======== Working data

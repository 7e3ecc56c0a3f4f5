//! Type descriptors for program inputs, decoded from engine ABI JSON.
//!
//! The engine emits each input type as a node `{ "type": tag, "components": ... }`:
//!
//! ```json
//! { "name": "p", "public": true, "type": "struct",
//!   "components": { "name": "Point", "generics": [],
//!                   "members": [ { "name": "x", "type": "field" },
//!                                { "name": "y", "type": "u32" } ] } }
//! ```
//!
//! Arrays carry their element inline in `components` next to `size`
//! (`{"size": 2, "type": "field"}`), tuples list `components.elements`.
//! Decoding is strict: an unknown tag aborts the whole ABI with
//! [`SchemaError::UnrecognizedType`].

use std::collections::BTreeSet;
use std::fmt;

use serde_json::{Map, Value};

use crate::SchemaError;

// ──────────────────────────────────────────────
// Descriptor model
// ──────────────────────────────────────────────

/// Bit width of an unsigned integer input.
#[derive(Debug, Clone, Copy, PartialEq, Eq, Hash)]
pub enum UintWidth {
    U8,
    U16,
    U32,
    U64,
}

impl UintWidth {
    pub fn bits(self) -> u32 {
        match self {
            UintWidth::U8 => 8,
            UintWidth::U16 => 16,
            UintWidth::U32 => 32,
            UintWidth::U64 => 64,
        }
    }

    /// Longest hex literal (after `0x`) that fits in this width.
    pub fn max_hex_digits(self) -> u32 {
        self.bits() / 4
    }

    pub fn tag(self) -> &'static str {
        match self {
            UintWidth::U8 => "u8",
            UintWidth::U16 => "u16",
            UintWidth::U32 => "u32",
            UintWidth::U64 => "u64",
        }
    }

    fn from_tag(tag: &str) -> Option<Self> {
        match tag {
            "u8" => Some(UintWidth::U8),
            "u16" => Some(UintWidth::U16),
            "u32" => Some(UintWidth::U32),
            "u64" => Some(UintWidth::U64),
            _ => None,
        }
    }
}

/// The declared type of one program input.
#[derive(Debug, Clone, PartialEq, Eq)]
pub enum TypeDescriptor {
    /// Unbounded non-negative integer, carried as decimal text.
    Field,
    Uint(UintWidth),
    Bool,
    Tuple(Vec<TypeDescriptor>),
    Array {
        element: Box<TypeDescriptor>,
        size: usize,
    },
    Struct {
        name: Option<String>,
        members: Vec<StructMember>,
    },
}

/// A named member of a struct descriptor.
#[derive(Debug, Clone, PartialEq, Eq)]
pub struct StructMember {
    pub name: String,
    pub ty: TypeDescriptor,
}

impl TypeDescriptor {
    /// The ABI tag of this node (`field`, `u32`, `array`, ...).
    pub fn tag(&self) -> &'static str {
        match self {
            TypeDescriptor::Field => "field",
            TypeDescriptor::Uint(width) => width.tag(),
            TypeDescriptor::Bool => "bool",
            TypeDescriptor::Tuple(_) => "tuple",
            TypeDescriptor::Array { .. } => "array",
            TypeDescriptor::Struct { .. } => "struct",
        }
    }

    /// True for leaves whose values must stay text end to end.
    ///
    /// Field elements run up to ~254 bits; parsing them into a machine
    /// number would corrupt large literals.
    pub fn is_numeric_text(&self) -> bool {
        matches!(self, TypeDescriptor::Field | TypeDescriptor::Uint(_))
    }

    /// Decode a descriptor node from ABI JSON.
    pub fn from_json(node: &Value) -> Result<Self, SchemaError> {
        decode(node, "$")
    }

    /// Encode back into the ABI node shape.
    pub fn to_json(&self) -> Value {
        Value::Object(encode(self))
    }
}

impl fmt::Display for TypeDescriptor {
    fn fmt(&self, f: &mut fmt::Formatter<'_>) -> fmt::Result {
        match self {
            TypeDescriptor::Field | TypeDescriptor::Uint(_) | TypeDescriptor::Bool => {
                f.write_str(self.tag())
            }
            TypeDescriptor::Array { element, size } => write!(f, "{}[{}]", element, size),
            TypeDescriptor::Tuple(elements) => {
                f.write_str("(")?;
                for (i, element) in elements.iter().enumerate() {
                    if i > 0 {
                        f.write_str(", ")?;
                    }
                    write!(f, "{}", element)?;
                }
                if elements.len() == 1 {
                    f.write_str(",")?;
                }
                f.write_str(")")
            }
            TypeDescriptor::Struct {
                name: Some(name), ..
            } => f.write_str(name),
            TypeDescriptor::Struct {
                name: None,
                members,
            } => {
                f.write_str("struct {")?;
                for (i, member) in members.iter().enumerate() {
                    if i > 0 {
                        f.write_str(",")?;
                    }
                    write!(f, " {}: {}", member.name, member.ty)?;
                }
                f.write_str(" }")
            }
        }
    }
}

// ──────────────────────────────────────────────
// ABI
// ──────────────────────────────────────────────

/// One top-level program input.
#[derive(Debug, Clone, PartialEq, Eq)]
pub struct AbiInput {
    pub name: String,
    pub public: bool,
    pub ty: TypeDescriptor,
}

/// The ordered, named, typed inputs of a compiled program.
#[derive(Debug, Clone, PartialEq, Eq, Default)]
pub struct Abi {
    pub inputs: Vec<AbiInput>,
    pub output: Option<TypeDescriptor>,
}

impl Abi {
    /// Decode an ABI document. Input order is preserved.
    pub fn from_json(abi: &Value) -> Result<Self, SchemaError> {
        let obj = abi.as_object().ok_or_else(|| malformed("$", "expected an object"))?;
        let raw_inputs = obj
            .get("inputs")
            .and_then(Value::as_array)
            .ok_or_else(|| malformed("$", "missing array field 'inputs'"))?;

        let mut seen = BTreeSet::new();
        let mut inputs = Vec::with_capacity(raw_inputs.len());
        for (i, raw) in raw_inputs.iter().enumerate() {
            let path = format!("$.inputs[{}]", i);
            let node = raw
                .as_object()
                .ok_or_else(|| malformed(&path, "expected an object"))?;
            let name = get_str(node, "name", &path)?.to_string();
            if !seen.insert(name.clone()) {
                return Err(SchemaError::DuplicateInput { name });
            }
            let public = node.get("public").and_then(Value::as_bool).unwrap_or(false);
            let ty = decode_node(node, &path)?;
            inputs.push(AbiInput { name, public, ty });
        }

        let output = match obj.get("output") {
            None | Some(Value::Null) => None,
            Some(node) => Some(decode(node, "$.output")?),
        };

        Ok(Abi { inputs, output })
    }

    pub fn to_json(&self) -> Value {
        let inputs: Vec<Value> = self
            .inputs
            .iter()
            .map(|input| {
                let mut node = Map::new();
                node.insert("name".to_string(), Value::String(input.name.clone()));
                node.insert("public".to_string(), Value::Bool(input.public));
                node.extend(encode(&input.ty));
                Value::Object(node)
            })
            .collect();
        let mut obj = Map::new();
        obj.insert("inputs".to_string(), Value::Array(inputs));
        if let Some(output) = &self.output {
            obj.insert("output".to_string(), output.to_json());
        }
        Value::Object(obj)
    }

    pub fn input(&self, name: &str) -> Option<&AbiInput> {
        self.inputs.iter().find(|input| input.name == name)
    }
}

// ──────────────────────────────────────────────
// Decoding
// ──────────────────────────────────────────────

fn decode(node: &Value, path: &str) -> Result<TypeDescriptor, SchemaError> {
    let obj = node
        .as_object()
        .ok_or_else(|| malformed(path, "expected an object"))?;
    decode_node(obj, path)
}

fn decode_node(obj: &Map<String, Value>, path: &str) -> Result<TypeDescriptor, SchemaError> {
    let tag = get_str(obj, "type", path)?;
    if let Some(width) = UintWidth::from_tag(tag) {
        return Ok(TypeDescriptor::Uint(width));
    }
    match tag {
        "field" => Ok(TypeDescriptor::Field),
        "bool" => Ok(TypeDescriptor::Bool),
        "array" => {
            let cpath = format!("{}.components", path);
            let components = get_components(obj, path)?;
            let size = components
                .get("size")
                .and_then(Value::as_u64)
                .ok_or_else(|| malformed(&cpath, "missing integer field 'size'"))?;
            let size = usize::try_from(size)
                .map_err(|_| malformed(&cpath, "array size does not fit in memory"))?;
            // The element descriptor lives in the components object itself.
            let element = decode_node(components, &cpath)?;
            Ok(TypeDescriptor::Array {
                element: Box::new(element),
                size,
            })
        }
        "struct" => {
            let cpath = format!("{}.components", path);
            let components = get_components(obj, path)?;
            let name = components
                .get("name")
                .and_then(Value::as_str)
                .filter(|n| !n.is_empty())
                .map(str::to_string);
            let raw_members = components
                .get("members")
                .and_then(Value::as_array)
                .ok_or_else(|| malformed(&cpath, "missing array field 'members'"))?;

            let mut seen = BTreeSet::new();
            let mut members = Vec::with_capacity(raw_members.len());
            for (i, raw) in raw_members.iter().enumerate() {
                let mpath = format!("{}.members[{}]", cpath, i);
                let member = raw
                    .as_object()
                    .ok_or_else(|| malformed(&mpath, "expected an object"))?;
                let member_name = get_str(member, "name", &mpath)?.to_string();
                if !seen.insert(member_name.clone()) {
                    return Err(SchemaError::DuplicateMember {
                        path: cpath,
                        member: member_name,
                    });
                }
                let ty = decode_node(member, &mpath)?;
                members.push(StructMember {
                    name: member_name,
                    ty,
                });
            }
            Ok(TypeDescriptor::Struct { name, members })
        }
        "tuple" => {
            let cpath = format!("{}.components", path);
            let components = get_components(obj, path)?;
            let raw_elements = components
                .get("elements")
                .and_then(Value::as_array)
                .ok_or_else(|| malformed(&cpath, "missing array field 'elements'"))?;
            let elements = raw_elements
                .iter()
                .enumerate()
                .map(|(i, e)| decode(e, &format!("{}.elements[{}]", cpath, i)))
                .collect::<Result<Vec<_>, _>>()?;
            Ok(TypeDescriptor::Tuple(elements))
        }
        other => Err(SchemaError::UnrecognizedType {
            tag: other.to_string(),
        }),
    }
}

================

** Exercise objective **
Begin at the first line of the records above and quote every line verbatim through the one that contains "unsigned integer input.".

** Reply **
repository 7e3ecc56c0a3f4f5
//! Type descriptors for program inputs, decoded from engine ABI JSON.
//!
//! The engine emits each input type as a node `{ "type": tag, "components": ... }`:
//!
//! ```json
//! { "name": "p", "public": true, "type": "struct",
//!   "components": { "name": "Point", "generics": [],
//!                   "members": [ { "name": "x", "type": "field" },
//!                                { "name": "y", "type": "u32" } ] } }
//! ```
//!
//! Arrays carry their element inline in `components` next to `size`
//! (`{"size": 2, "type": "field"}`), tuples list `components.elements`.
//! Decoding is strict: an unknown tag aborts the whole ABI with
//! [`SchemaError::UnrecognizedType`].

use std::collections::BTreeSet;
use std::fmt;

use serde_json::{Map, Value};

use crate::SchemaError;

// ──────────────────────────────────────────────
// Descriptor model
// ──────────────────────────────────────────────

/// Bit width of an unsigned integer input.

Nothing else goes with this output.